Heute ist inklusiver Unterricht Aufgabe aller Schulen, dementsprechend sind alle Lehrkräfte hiervon betroffen. Im Gespräch mit Lehrkräften kristallisiert sich jedoch oft schnell heraus, dass Inklusion nicht abgelehnt wird, deren Umsetzung aber zu schnell kam und jetzt überfordert. Die Staatsregierung hingegen argumentiert, man hätte an allen Stellschrauben der Lehreraus-, -fort- und –weiterbildung auf die Neuerungen reagiert. Wie sieht die Realität nun aus?

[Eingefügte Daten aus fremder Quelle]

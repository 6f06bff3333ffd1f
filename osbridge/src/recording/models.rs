//! Workflow recording data model.

use chrono::{DateTime, Utc};
use serde::{Deserialize, Serialize};
use serde_json::Value;
use uuid::Uuid;

#[derive(Debug, Clone, Copy, PartialEq, Eq, Serialize, Deserialize)]
#[serde(rename_all = "lowercase")]
pub enum RecordingStatus {
    Active,
    Stopped,
}

/// One plan execution captured in a recording.
#[derive(Debug, Clone, Serialize, Deserialize)]
pub struct RecordedPlan {
    pub plan_id: String,
    /// 1-based position in the recording.
    pub sequence: usize,
    pub added_at: DateTime<Utc>,
    /// The original plan body as submitted.
    pub plan_data: Value,
    pub final_status: String,
    pub action_count: usize,
}

/// A named session capturing a sequence of plan executions.
#[derive(Debug, Clone, Serialize, Deserialize)]
pub struct WorkflowRecording {
    pub recording_id: String,
    pub title: String,
    #[serde(default)]
    pub description: String,
    pub status: RecordingStatus,
    pub created_at: DateTime<Utc>,
    #[serde(default, skip_serializing_if = "Option::is_none")]
    pub stopped_at: Option<DateTime<Utc>>,
    #[serde(default)]
    pub plans: Vec<RecordedPlan>,
    /// Replay plan generated when the recording stops.
    #[serde(default, skip_serializing_if = "Option::is_none")]
    pub generated_plan: Option<Value>,
}

impl WorkflowRecording {
    pub fn create(title: &str, description: &str) -> Self {
        Self {
            recording_id: format!("rec-{}", &Uuid::new_v4().simple().to_string()[..12]),
            title: title.to_string(),
            description: description.to_string(),
            status: RecordingStatus::Active,
            created_at: Utc::now(),
            stopped_at: None,
            plans: Vec::new(),
            generated_plan: None,
        }
    }

    pub fn summary(&self) -> Value {
        serde_json::json!({
            "recording_id": self.recording_id,
            "title": self.title,
            "description": self.description,
            "status": self.status,
            "created_at": self.created_at,
            "stopped_at": self.stopped_at,
            "plan_count": self.plans.len(),
        })
    }
}
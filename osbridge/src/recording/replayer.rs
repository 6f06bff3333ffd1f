//! Workflow replayer.
//!
//! Merges a recording into one sequential replay plan: action ids get a
//! `pN_` prefix (N = plan sequence), `depends_on` is remapped through the
//! same prefix map, and every action that had no original dependencies is
//! chained onto the last action of the preceding recorded plan.

use serde_json::{json, Map, Value};
use std::collections::HashMap;

use super::models::WorkflowRecording;

pub struct WorkflowReplayer;

impl WorkflowReplayer {
    /// Build the single merged replay plan.
    pub fn generate(recording: &WorkflowRecording) -> Value {
        let mut all_actions: Vec<Value> = Vec::new();
        let mut prev_last_action_id: Option<String> = None;

        for recorded in &recording.plans {
            let actions = recorded
                .plan_data
                .get("actions")
                .and_then(Value::as_array)
                .cloned()
                .unwrap_or_default();
            if actions.is_empty() {
                continue;
            }

            let prefix = format!("p{}", recorded.sequence);
            let id_map: HashMap<String, String> = actions
                .iter()
                .enumerate()
                .map(|(i, act)| {
                    let original = act
                        .get("id")
                        .and_then(Value::as_str)
                        .map(str::to_string)
                        .unwrap_or_else(|| format!("act{i}"));
                    (original.clone(), format!("{prefix}_{original}"))
                })
                .collect();

            for act in &actions {
                let mut new_act: Map<String, Value> =
                    act.as_object().cloned().unwrap_or_default();
                let original_id = new_act
                    .get("id")
                    .and_then(Value::as_str)
                    .unwrap_or_default()
                    .to_string();
                let new_id = id_map
                    .get(&original_id)
                    .cloned()
                    .unwrap_or_else(|| format!("{prefix}_{original_id}"));
                new_act.insert("id".to_string(), Value::String(new_id));

                let original_deps: Vec<String> = new_act
                    .get("depends_on")
                    .and_then(Value::as_array)
                    .map(|deps| {
                        deps.iter()
                            .filter_map(Value::as_str)
                            .map(str::to_string)
                            .collect()
                    })
                    .unwrap_or_default();

                if original_deps.is_empty() {
                    // Chain onto the previous plan's last action.
                    if let Some(prev) = &prev_last_action_id {
                        new_act.insert(
                            "depends_on".to_string(),
                            json!([prev]),
                        );
                    }
                } else {
                    let remapped: Vec<Value> = original_deps
                        .iter()
                        .map(|dep| {
                            Value::String(
                                id_map
                                    .get(dep)
                                    .cloned()
                                    .unwrap_or_else(|| format!("{prefix}_{dep}")),
                            )
                        })
                        .collect();
                    new_act.insert("depends_on".to_string(), Value::Array(remapped));
                }

                all_actions.push(Value::Object(new_act));
            }

            if let Some(last) = actions.last().and_then(|a| a.get("id")).and_then(Value::as_str) {
                prev_last_action_id = id_map.get(last).cloned();
            }
        }

        json!({
            "plan_id": format!("replay-{}", recording.recording_id),
            "protocol_version": "2.0",
            "description": format!("Replay of '{}'", recording.title),
            "execution_mode": "sequential",
            "metadata": {
                "source": "shadow_recorder",
                "recording_id": recording.recording_id,
                "original_plan_count": recording.plans.len(),
            },
            "actions": all_actions,
        })
    }

    /// Human-readable summary for handing the recording back to an LLM.
    pub fn generate_llm_context(recording: &WorkflowRecording) -> String {
        let mut lines = vec![
            format!("# Workflow Recording: {}", recording.title),
            format!("Description: {}", recording.description),
            format!("Plans captured: {}", recording.plans.len()),
            String::new(),
        ];
        for rp in &recording.plans {
            lines.push(format!(
                "## Step {}: Plan '{}' ({} actions, status={})",
                rp.sequence, rp.plan_id, rp.action_count, rp.final_status
            ));
            for act in rp
                .plan_data
                .get("actions")
                .and_then(Value::as_array)
                .into_iter()
                .flatten()
            {
                lines.push(format!(
                    "  - [{}.{}] {}: {}",
                    act.get("module").and_then(Value::as_str).unwrap_or("?"),
                    act.get("action").and_then(Value::as_str).unwrap_or("?"),
                    act.get("id").and_then(Value::as_str).unwrap_or(""),
                    act.get("params").cloned().unwrap_or(Value::Null),
                ));
            }
        }
        lines.join("\n")
    }
}
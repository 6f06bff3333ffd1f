//! SQLite-backed trigger persistence.
//!
//! Definitions survive daemon restarts; on boot the daemon reconstructs
//! watchers for every trigger stored as `active`. The full definition is
//! stored as JSON with a few indexed columns alongside.

use rusqlite::{params, Connection, OptionalExtension};
use std::path::PathBuf;
use std::sync::{Arc, Mutex};

use super::models::{TriggerDefinition, TriggerState};
use crate::errors::{BridgeError, BridgeResult};

pub struct TriggerStore {
    conn: Arc<Mutex<Connection>>,
}

impl TriggerStore {
    pub fn open(path: impl Into<PathBuf>) -> BridgeResult<Self> {
        let path = path.into();
        if let Some(parent) = path.parent() {
            if !parent.as_os_str().is_empty() {
                std::fs::create_dir_all(parent)?;
            }
        }
        let conn = Connection::open(&path)?;
        Self::init(conn)
    }

    pub fn in_memory() -> BridgeResult<Self> {
        Self::init(Connection::open_in_memory()?)
    }

    fn init(conn: Connection) -> BridgeResult<Self> {
        conn.execute_batch(
            "BEGIN;
             CREATE TABLE IF NOT EXISTS triggers(
                trigger_id TEXT PRIMARY KEY,
                name TEXT NOT NULL,
                state TEXT NOT NULL,
                priority INTEGER NOT NULL DEFAULT 0,
                definition TEXT NOT NULL,
                updated_at INTEGER NOT NULL
             );
             CREATE INDEX IF NOT EXISTS idx_triggers_state ON triggers(state);
             COMMIT;",
        )?;
        Ok(Self {
            conn: Arc::new(Mutex::new(conn)),
        })
    }

    fn lock(&self) -> BridgeResult<std::sync::MutexGuard<'_, Connection>> {
        self.conn
            .lock()
            .map_err(|_| BridgeError::Internal("trigger store lock poisoned".to_string()))
    }

    /// Insert or replace a definition.
    pub fn upsert(&self, trigger: &TriggerDefinition) -> BridgeResult<()> {
        let definition = serde_json::to_string(trigger)?;
        let state = serde_json::to_value(trigger.state)?
            .as_str()
            .unwrap_or("inactive")
            .to_string();
        let conn = self.lock()?;
        conn.execute(
            "INSERT OR REPLACE INTO triggers(trigger_id, name, state, priority, definition, updated_at)
             VALUES (?1, ?2, ?3, ?4, ?5, ?6)",
            params![
                trigger.trigger_id,
                trigger.name,
                state,
                trigger.priority,
                definition,
                chrono::Utc::now().timestamp_millis(),
            ],
        )?;
        Ok(())
    }

    pub fn get(&self, trigger_id: &str) -> BridgeResult<Option<TriggerDefinition>> {
        let conn = self.lock()?;
        let row: Option<String> = conn
            .query_row(
                "SELECT definition FROM triggers WHERE trigger_id = ?1",
                params![trigger_id],
                |row| row.get(0),
            )
            .optional()?;
        match row {
            Some(definition) => Ok(Some(serde_json::from_str(&definition)?)),
            None => Ok(None),
        }
    }

    pub fn list(&self) -> BridgeResult<Vec<TriggerDefinition>> {
        let conn = self.lock()?;
        let mut stmt = conn.prepare("SELECT definition FROM triggers ORDER BY trigger_id")?;
        let rows = stmt.query_map([], |row| row.get::<_, String>(0))?;
        let mut triggers = Vec::new();
        for row in rows {
            triggers.push(serde_json::from_str(&row?)?);
        }
        Ok(triggers)
    }

    pub fn list_by_state(&self, state: TriggerState) -> BridgeResult<Vec<TriggerDefinition>> {
        let wanted = serde_json::to_value(state)?
            .as_str()
            .unwrap_or_default()
            .to_string();
        let conn = self.lock()?;
        let mut stmt =
            conn.prepare("SELECT definition FROM triggers WHERE state = ?1 ORDER BY trigger_id")?;
        let rows = stmt.query_map(params![wanted], |row| row.get::<_, String>(0))?;
        let mut triggers = Vec::new();
        for row in rows {
            triggers.push(serde_json::from_str(&row?)?);
        }
        Ok(triggers)
    }

    pub fn delete(&self, trigger_id: &str) -> BridgeResult<bool> {
        let conn = self.lock()?;
        let affected = conn.execute(
            "DELETE FROM triggers WHERE trigger_id = ?1",
            params![trigger_id],
        )?;
        Ok(affected > 0)
    }
}
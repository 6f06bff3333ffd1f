//! Conflict resolver: the table of resource locks across triggered plans.
//!
//! At most one plan holds a resource at any instant. Policies decide what
//! an incoming fire does when its resource is held: `queue` waits for
//! release (with a timeout), `preempt` cancels a lower-priority holder,
//! `reject` drops the fire.

use std::collections::HashMap;
use std::sync::Mutex;
use std::time::Duration;
use tokio::sync::Notify;

use crate::errors::{BridgeError, BridgeResult};

#[derive(Debug, Clone, PartialEq)]
pub struct LockHolder {
    pub plan_id: String,
    pub priority: i32,
}

pub struct ConflictResolver {
    locks: Mutex<HashMap<String, LockHolder>>,
    /// One broadcast for all releases; waiters re-check their resource.
    released: Notify,
}

impl ConflictResolver {
    pub fn new() -> Self {
        Self {
            locks: Mutex::new(HashMap::new()),
            released: Notify::new(),
        }
    }

    fn lock_table(&self) -> BridgeResult<std::sync::MutexGuard<'_, HashMap<String, LockHolder>>> {
        self.locks
            .lock()
            .map_err(|_| BridgeError::Internal("conflict resolver lock poisoned".to_string()))
    }

    /// Try to take `resource` for `plan_id`. Returns the current holder on
    /// contention.
    pub fn try_acquire(
        &self,
        resource: &str,
        plan_id: &str,
        priority: i32,
    ) -> BridgeResult<Result<(), LockHolder>> {
        let mut locks = self.lock_table()?;
        match locks.get(resource) {
            Some(holder) => Ok(Err(holder.clone())),
            None => {
                locks.insert(
                    resource.to_string(),
                    LockHolder {
                        plan_id: plan_id.to_string(),
                        priority,
                    },
                );
                tracing::debug!(resource, plan_id, "resource locked");
                Ok(Ok(()))
            }
        }
    }

    /// Wait until `resource` is free and grab it, or give up after
    /// `timeout`.
    pub async fn acquire_queued(
        &self,
        resource: &str,
        plan_id: &str,
        priority: i32,
        timeout: Duration,
    ) -> BridgeResult<bool> {
        let deadline = tokio::time::Instant::now() + timeout;
        loop {
            if self.try_acquire(resource, plan_id, priority)?.is_ok() {
                return Ok(true);
            }
            let notified = self.released.notified();
            // Re-check after registering interest to close the release race.
            if self.try_acquire(resource, plan_id, priority)?.is_ok() {
                return Ok(true);
            }
            tokio::select! {
                _ = notified => {}
                _ = tokio::time::sleep_until(deadline) => return Ok(false),
            }
        }
    }

    /// Release `resource` if `plan_id` holds it; wakes queued waiters.
    pub fn release(&self, resource: &str, plan_id: &str) -> BridgeResult<()> {
        let mut locks = self.lock_table()?;
        if locks.get(resource).map(|h| h.plan_id.as_str()) == Some(plan_id) {
            locks.remove(resource);
            tracing::debug!(resource, plan_id, "resource released");
            self.released.notify_waiters();
        }
        Ok(())
    }

    /// Release everything `plan_id` holds (plan termination).
    pub fn release_all(&self, plan_id: &str) -> BridgeResult<()> {
        let mut locks = self.lock_table()?;
        let before = locks.len();
        locks.retain(|_, holder| holder.plan_id != plan_id);
        if locks.len() != before {
            self.released.notify_waiters();
        }
        Ok(())
    }

    /// Forcibly transfer `resource` to a preempting plan. The caller is
    /// responsible for cancelling the previous holder's plan.
    pub fn preempt(&self, resource: &str, plan_id: &str, priority: i32) -> BridgeResult<Option<LockHolder>> {
        let mut locks = self.lock_table()?;
        let previous = locks.insert(
            resource.to_string(),
            LockHolder {
                plan_id: plan_id.to_string(),
                priority,
            },
        );
        Ok(previous)
    }

    pub fn holder_of(&self, resource: &str) -> Option<LockHolder> {
        self.lock_table().ok()?.get(resource).cloned()
    }

    pub fn locked_resources(&self) -> HashMap<String, LockHolder> {
        self.lock_table().map(|l| l.clone()).unwrap_or_default()
    }
}

impl Default for ConflictResolver {
    fn default() -> Self {
        Self::new()
    }
}
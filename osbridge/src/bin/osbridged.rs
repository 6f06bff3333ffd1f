//! OSBridge daemon entry point.

use clap::Parser;
use std::path::PathBuf;
use tracing_subscriber::EnvFilter;

use osbridge::config::Settings;
use osbridge::OsBridge;

#[derive(Parser, Debug)]
#[command(name = "osbridged", about = "OSBridge plan-execution daemon")]
struct Args {
    /// Path to the YAML config file.
    #[arg(short, long, env = "OSBRIDGE_CONFIG")]
    config: Option<PathBuf>,

    /// Override the state directory.
    #[arg(long, env = "OSBRIDGE_STATE_DIR")]
    state_dir: Option<PathBuf>,
}

#[tokio::main]
async fn main() -> Result<(), Box<dyn std::error::Error>> {
    tracing_subscriber::fmt()
        .with_env_filter(
            EnvFilter::try_from_default_env().unwrap_or_else(|_| EnvFilter::new("info")),
        )
        .init();

    let args = Args::parse();
    let mut settings = Settings::load(args.config.as_deref())?;
    if let Some(state_dir) = args.state_dir {
        settings.daemon.state_dir = state_dir;
    }

    let bridge = OsBridge::new(settings)?;
    bridge.start().await?;
    tracing::info!("osbridged running; waiting for shutdown signal");

    tokio::signal::ctrl_c().await?;
    tracing::info!("shutdown signal received");
    bridge.shutdown().await;
    Ok(())
}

Im Bereich der Lehrerfortbildungen gibt es tatsächlich viele Angebote – auf zentraler Ebene ebenso, wie auf regionaler und schulinterner. Ich begrüße es, dass die angebotenen Fortbildungen für Lehrkräfte jede Ebene ansprechen – von Vertreterinnen und Vertretern der Schulaufsicht über Schulleiterkongresse, Kurse für Seminarleiterinnen und Seminarleiter, Schulpsychologen und Beratungslehrkräfte bis hin zu schulinternen Fortbildungen für Lehrkräfte vor Ort. Dies belegen auch die Zahlen der Staatsregierung. Während im Schuljahr 2010/2011 insgesamt nur 159 Fortbildungsveranstaltungen mit rund 3800 Teilnehmerplätzen auf zentraler oder regionaler Ebene zum Themenfeld „sonderpädagogische Förderung“ angeboten wurden, waren es im Kalenderjahr 2015 bereits über 290 Fortbildungen mit 7800 Teilnehmerplätzen. Dass sich die Zahl bis zum Jahr 2018 noch weiter erhöht hat, mag ich gar nicht bestreiten. Doch ein Problem wird in diesem Zuge totgeschwiegen: Aufgrund des Lehrermangels ist es immer weniger Lehrkräften möglich, überhaupt noch Fortbildungsveranstaltungen zu besuchen. Schulpsychologen und Beratungslehrkräfte kommen mit den zugewiesenen Stunden oft mit ihrer eigenen Arbeit nicht voran und haben schlichtweg nicht die Möglichkeit. Die Mobilen Reserven waren auch in diesem Schuljahr wieder auf Unterkante genäht, Lehrer erkranken und die Unterrichtsversorgung kann vor allem an Grund- und Mittelschulen nicht immer aufrecht erhalten werden. Das erste, was nun gestrichen wird, sind Fortbildungsbesuche. Ein Widerspruch in sich, der meiner Meinung nach einmal mehr auf die falsche Lehrerbedarfsplanung des Kultusministeriums zurückzuführen ist!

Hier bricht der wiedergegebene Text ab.